IN THE MATTER OF A SETTLEMENT HEARING PURSUANT TO SECTION 24.4 OF BY-LAW NO. 1 OF THE MUTUAL FUND DEALERS ASSOCIATION OF CANADA
Re: Taayla Markell Mark
Settlement Agreement
I. INTRODUCTION
- By Notice of Settlement Hearing, the Mutual Fund Dealers Association of Canada (the “MFDA”) will announce that it proposes to hold a hearing to consider whether, pursuant to section 24.4 of By-law No. 1, a hearing panel of the Pacific Regional Council (the “Hearing Panel”) of the MFDA should accept the settlement agreement (the “Settlement Agreement”) entered into between Staff of the MFDA (“Staff”) and Taayla Markell Mark (the “Respondent”).

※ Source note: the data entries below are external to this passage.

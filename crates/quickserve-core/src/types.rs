//! # Shared Types
//!
//! Small value types used throughout QuickServe.
//!
//! ## Type Map
//! ```text
//! ┌─────────────────────────────────────────────────────────────────────────┐
//! │                         Shared Types                                    │
//! │                                                                         │
//! │  ┌─────────────────┐   ┌─────────────────┐   ┌─────────────────────┐   │
//! │  │      Rate       │   │    LineItem     │   │ CustomerAttributes  │   │
//! │  │  ─────────────  │   │  ─────────────  │   │  ─────────────────  │   │
//! │  │  bps (u32)      │   │  name           │   │  customer_type      │   │
//! │  │  1500 = 15%     │   │  quantity       │   │  loyalty_tier       │   │
//! │  │                 │   │  unit_price     │   │  ... (open map)     │   │
//! │  └─────────────────┘   └─────────────────┘   └─────────────────────┘   │
//! │                                                                         │
//! │  LineItem + CustomerAttributes are the discount resolver's inputs;     │
//! │  Rate drives every percentage (discounts, tax, card fees).             │
//! └─────────────────────────────────────────────────────────────────────────┘
//! ```

use serde::{Deserialize, Serialize};
use std::collections::BTreeMap;
use std::fmt;

use crate::money::Money;

// =============================================================================
// Rate
// =============================================================================

/// A percentage represented in basis points (bps).
///
/// ## Why Basis Points?
/// 1 basis point = 0.01% = 1/10000
/// 1500 bps = 15% (student discount), 800 bps = 8% (sales tax)
#[derive(Debug, Clone, Copy, PartialEq, Eq, PartialOrd, Ord, Hash, Serialize, Deserialize)]
#[serde(transparent)]
pub struct Rate(u32);

impl Rate {
    /// Creates a rate from basis points.
    #[inline]
    pub const fn from_bps(bps: u32) -> Self {
        Rate(bps)
    }

    /// Creates a rate from whole percent.
    #[inline]
    pub const fn from_percent(percent: u32) -> Self {
        Rate(percent * 100)
    }

    /// Creates a rate from a decimal percentage (for config input).
    pub fn from_percentage(pct: f64) -> Self {
        Rate((pct * 100.0).round().max(0.0) as u32)
    }

    /// Returns the rate in basis points.
    #[inline]
    pub const fn bps(&self) -> u32 {
        self.0
    }

    /// Returns the rate as a percentage (for display only).
    #[inline]
    pub fn percentage(&self) -> f64 {
        self.0 as f64 / 100.0
    }

    /// Zero rate.
    #[inline]
    pub const fn zero() -> Self {
        Rate(0)
    }

    /// Checks if the rate is zero.
    #[inline]
    pub const fn is_zero(&self) -> bool {
        self.0 == 0
    }
}

impl Default for Rate {
    fn default() -> Self {
        Rate::zero()
    }
}

/// `15%` for whole percentages, `8.25%` otherwise.
impl fmt::Display for Rate {
    fn fmt(&self, f: &mut fmt::Formatter<'_>) -> fmt::Result {
        if self.0 % 100 == 0 {
            write!(f, "{}%", self.0 / 100)
        } else {
            write!(f, "{}.{:02}%", self.0 / 100, self.0 % 100)
        }
    }
}

// =============================================================================
// Line Item
// =============================================================================

/// One line of an order as seen by the discount resolver.
///
/// The unit price is frozen at the moment the line was produced; later menu
/// price changes do not affect an order already in flight.
#[derive(Debug, Clone, PartialEq, Eq, Serialize, Deserialize)]
pub struct LineItem {
    /// Display name, e.g. "French Fries (Medium)"
    pub name: String,

    /// Units ordered (>= 1)
    pub quantity: i64,

    /// Price of a single unit
    pub unit_price: Money,
}

impl LineItem {
    /// Creates a new line item.
    pub fn new(name: impl Into<String>, quantity: i64, unit_price: Money) -> Self {
        LineItem {
            name: name.into(),
            quantity,
            unit_price,
        }
    }

    /// Price × quantity.
    #[inline]
    pub fn line_total(&self) -> Money {
        self.unit_price.multiply_quantity(self.quantity)
    }
}

/// Sums the line totals of a slice of items.
pub fn items_total(items: &[LineItem]) -> Money {
    items.iter().map(LineItem::line_total).sum()
}

// =============================================================================
// Customer Attributes
// =============================================================================

/// Attribute key carrying the customer category ("regular", "loyalty", "vip", "student").
pub const ATTR_CUSTOMER_TYPE: &str = "customer_type";

/// Attribute key carrying the loyalty tier ("bronze" .. "platinum").
pub const ATTR_LOYALTY_TIER: &str = "loyalty_tier";

/// Open string-keyed attributes describing the customer placing an order.
///
/// ## Example
/// ```rust
/// use quickserve_core::types::CustomerAttributes;
///
/// let attrs = CustomerAttributes::new()
///     .with("customer_type", "student")
///     .with("loyalty_tier", "Gold");
///
/// assert_eq!(attrs.loyalty_tier(), Some("Gold"));
/// ```
#[derive(Debug, Clone, Default, PartialEq, Eq, Serialize, Deserialize)]
#[serde(transparent)]
pub struct CustomerAttributes(BTreeMap<String, String>);

impl CustomerAttributes {
    /// Creates an empty attribute set.
    pub fn new() -> Self {
        Self::default()
    }

    /// Builder-style insert.
    pub fn with(mut self, key: impl Into<String>, value: impl Into<String>) -> Self {
        self.0.insert(key.into(), value.into());
        self
    }

    /// Inserts or replaces an attribute.
    pub fn insert(&mut self, key: impl Into<String>, value: impl Into<String>) {
        self.0.insert(key.into(), value.into());
    }

    /// Looks up an attribute.
    pub fn get(&self, key: &str) -> Option<&str> {
        self.0.get(key).map(String::as_str)
    }

    /// The `loyalty_tier` attribute, if present.
    pub fn loyalty_tier(&self) -> Option<&str> {
        self.get(ATTR_LOYALTY_TIER)
    }

    /// The `customer_type` attribute, if present.
    pub fn customer_type(&self) -> Option<&str> {
        self.get(ATTR_CUSTOMER_TYPE)
    }

    pub fn is_empty(&self) -> bool {
        self.0.is_empty()
    }

    pub fn iter(&self) -> impl Iterator<Item = (&str, &str)> {
        self.0.iter().map(|(k, v)| (k.as_str(), v.as_str()))
    }
}

impl<K: Into<String>, V: Into<String>> FromIterator<(K, V)> for CustomerAttributes {
    fn from_iter<I: IntoIterator<Item = (K, V)>>(iter: I) -> Self {
        CustomerAttributes(
            iter.into_iter()
                .map(|(k, v)| (k.into(), v.into()))
                .collect(),
        )
    }
}

// =============================================================================
// Unit Tests
// =============================================================================

#[cfg(test)]
mod tests {
    use super::*;

    #[test]
    fn test_rate_conversions() {
        let rate = Rate::from_percent(15);
        assert_eq!(rate.bps(), 1500);
        assert_eq!(rate.percentage(), 15.0);

        assert_eq!(Rate::from_percentage(8.25).bps(), 825);
        assert_eq!(Rate::from_percentage(-3.0).bps(), 0);
        assert!(Rate::default().is_zero());
    }

    #[test]
    fn test_rate_display() {
        assert_eq!(Rate::from_percent(20).to_string(), "20%");
        assert_eq!(Rate::from_bps(825).to_string(), "8.25%");
        assert_eq!(Rate::from_bps(1250).to_string(), "12.50%");
    }

    #[test]
    fn test_line_item_totals() {
        let items = vec![
            LineItem::new("French Fries (Large)", 2, Money::from_cents(299)),
            LineItem::new("McChicken", 1, Money::from_cents(399)),
        ];
        assert_eq!(items[0].line_total().cents(), 598);
        assert_eq!(items_total(&items).cents(), 997);
    }

    #[test]
    fn test_customer_attributes() {
        let attrs: CustomerAttributes = [("customer_type", "student"), ("loyalty_tier", "bronze")]
            .into_iter()
            .collect();

        assert_eq!(attrs.customer_type(), Some("student"));
        assert_eq!(attrs.loyalty_tier(), Some("bronze"));
        assert_eq!(attrs.get("missing"), None);
        assert_eq!(attrs.iter().count(), 2);
        assert!(CustomerAttributes::new().is_empty());
    }
}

II. JOINT SETTLEMENT RECOMMENDATION
- Staff conducted an investigation of the Respondent’s activities. The investigation disclosed that the Respondent had engaged in activity for which the Respondent could be penalized on the exercise of the discretion of the Hearing Panel pursuant to s. 24.1 of By-law No. 1.
- Staff and the Respondent recommend settlement of the matters disclosed by the investigation in accordance with the terms and conditions set out below. The Respondent agrees to the settlement on the basis of the facts set out in Part IV herein and consents to the making of an Order in the form attached as Schedule “A”.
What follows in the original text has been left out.